Yet along with the general disaffection, many Britons have clearly grown weary of the two-party system. “British society today is so much more schizophrenic than in 1979 [the year Thatcher was elected prime minister],” says Mark Garnett, an expert on political culture at the University of Lancaster.
“The whole point is that class borders are much more fluid and difficult to identify. Often it’s people who have risen successfully from working-class roots, but still want to refer to their working-class credentials as a badge of honor.”
Britain’s changing ethnic mix has contributed to the unpredictability. At his restaurant in the Islington-Finsbury district, Mohammed Nurus Safa notes that while he has voted for the Conservatives in the past, he wanted to reward Brown this time for saving Britain’s banking system from collapse following the 2008 financial crisis.

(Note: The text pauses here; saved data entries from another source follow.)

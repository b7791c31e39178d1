//! Rendering a parsed template against a query node.

use serde_json::{Map, Value};

use super::{guard_of, has_repeat, SyntaxNode, SyntaxTemplate};
use crate::compiler::{Call, CompileContext};
use crate::error::{JsqlError, JsqlResult};
use crate::registry::OperatorKind;

impl SyntaxTemplate {
    /// Render this template for operator `name` against `node`.
    ///
    /// `subject` is the property key handed to every operator invoked from
    /// the template.
    pub fn render(
        &self,
        name: &str,
        node: &Value,
        subject: &str,
        ctx: &mut CompileContext<'_>,
    ) -> JsqlResult<String> {
        let map = node
            .as_object()
            .ok_or_else(|| JsqlError::validation(name, "expected an object"))?;
        render_scope(name, &self.nodes, map, subject, ctx)
    }
}

/// `false` and `null` switch a group off only when its guard is a flag.
/// Any other guard renders its group and the handler judges the value.
fn switched_off(ctx: &CompileContext<'_>, guard: &str, value: &Value) -> JsqlResult<bool> {
    if !matches!(value, Value::Null | Value::Bool(false)) {
        return Ok(false);
    }
    Ok(ctx.dialect().resolve(guard)?.kind() == OperatorKind::Flag)
}

fn render_scope(
    name: &str,
    nodes: &[SyntaxNode],
    map: &Map<String, Value>,
    subject: &str,
    ctx: &mut CompileContext<'_>,
) -> JsqlResult<String> {
    let mut consumed = Vec::new();
    let mut sql = String::new();
    render_nodes(name, nodes, map, subject, ctx, &mut consumed, &mut sql)?;
    check_consumed(name, nodes, map, &consumed, ctx)?;
    Ok(sql)
}

fn render_nodes<'t>(
    name: &str,
    nodes: &'t [SyntaxNode],
    map: &Map<String, Value>,
    subject: &str,
    ctx: &mut CompileContext<'_>,
    consumed: &mut Vec<&'t str>,
    sql: &mut String,
) -> JsqlResult<()> {
    for node in nodes {
        match node {
            SyntaxNode::Literal(text) => sql.push_str(text),
            SyntaxNode::Required(key) => {
                let value = map
                    .get(key.as_str())
                    .filter(|v| !v.is_null())
                    .ok_or_else(|| JsqlError::missing(key, name))?;
                consumed.push(key);
                sql.push_str(&invoke(ctx, key, value, map, subject)?);
            }
            SyntaxNode::InlineRef { key, fallback } => match map.get(key.as_str()) {
                Some(value) => {
                    consumed.push(key);
                    sql.push_str(&invoke(ctx, key, value, map, subject)?);
                }
                None => {
                    if let Some(text) = fallback {
                        sql.push_str(text);
                    }
                }
            },
            SyntaxNode::Optional { guard, body } => match map.get(guard.as_str()) {
                Some(value) if switched_off(ctx, guard, value)? => consumed.push(guard),
                Some(_) => render_nodes(name, body, map, subject, ctx, consumed, sql)?,
                None => {}
            },
            SyntaxNode::RepeatList { item, separator } => {
                let mut parts = Vec::new();
                for (key, value) in map.iter().filter(|(k, _)| !k.starts_with('$')) {
                    let part = render_item(name, item, key, value, ctx)?;
                    parts.push(part);
                }
                if parts.is_empty() {
                    return Err(JsqlError::validation(name, "expected at least one entry"));
                }
                sql.push_str(&parts.join(separator));
            }
        }
    }
    Ok(())
}

fn render_item(
    name: &str,
    item: &[SyntaxNode],
    key: &str,
    value: &Value,
    ctx: &mut CompileContext<'_>,
) -> JsqlResult<String> {
    let entry = value.as_object().ok_or_else(|| {
        JsqlError::validation(name, format!("entry '{}' must be an object", key))
    })?;
    let part = render_scope(name, item, entry, key, ctx)?;
    if part.is_empty() {
        return Err(JsqlError::validation(
            name,
            format!("entry '{}' renders nothing", key),
        ));
    }
    Ok(part)
}

fn invoke(
    ctx: &mut CompileContext<'_>,
    key: &str,
    value: &Value,
    parent: &Map<String, Value>,
    subject: &str,
) -> JsqlResult<String> {
    ctx.invoke(Call {
        operator: key,
        value,
        parent,
        key: subject,
    })
}

/// Every key on the node must have been rendered by the template.
fn check_consumed(
    name: &str,
    nodes: &[SyntaxNode],
    map: &Map<String, Value>,
    consumed: &[&str],
    ctx: &CompileContext<'_>,
) -> JsqlResult<()> {
    let repeats = has_repeat(nodes);
    for key in map.keys() {
        if consumed.contains(&key.as_str()) {
            continue;
        }
        if !key.starts_with('$') {
            if repeats {
                continue;
            }
            return Err(JsqlError::validation(
                name,
                format!("unexpected key '{}'", key),
            ));
        }
        if let Some(guard) = guard_of(nodes, key) {
            return Err(JsqlError::validation(
                name,
                format!("'{}' requires '{}'", key, guard),
            ));
        }
        if ctx.dialect().knows(key) {
            return Err(JsqlError::validation(
                name,
                format!("'{}' is not valid here", key),
            ));
        }
        return Err(JsqlError::UnknownOperator(key.clone()));
    }
    Ok(())
}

An accountant who came to the UK 40 years ago from Bangladesh, Mr. Safa remembers the 1970s differently from the way many others do, who regard it as a period of decline. “I think we need to go back there; it was a time when the government was more caring for the people, when the National Health Service was No. 1,” says Safa, whose three daughters work as doctors.
Safa typifies a generation of older immigrants whose families continue to add new dimensions to British society. For one thing, voter turnout among many ethnic minorities is unusually high. In the 2005 general election, for instance, the national average turnout was 61.4 percent, while for Bangladeshi voters alone it was 76 percent.
Despite the rise of ethnic minorities, experts fault the two mainstream parties for not heeding their interests enough, adding to the veneer of volatility in the land. Confronted with a complicated and “footloose electorate,” says Dr. Garnett, every major political party has tailored its message to an imagined caricature of Britain, centered around a vision of middle-class voters receptive to the language of the “Westminster bubble.”
The result: Large swaths of the public feel alienated – particularly the white working classes.
This was epitomized most visibly by Brown’s “bigoted woman” incident late in the campaign. The prime minister, stumping in the northern English town of Rochdale, listened to a woman – a lifelong Labourite, it turned out – complain about the number of Eastern European immigrants. Unaware that a microphone was still attached to his lapel, Brown described her as bigoted.
For many, the remark summed up the detachment of mainstream politicians, and particularly the ruling party, from the concerns of ordinary voters.
Immigration, already a big issue, exploded as a hot-button concern. It generated some of the liveliest exchanges in the final televised debate.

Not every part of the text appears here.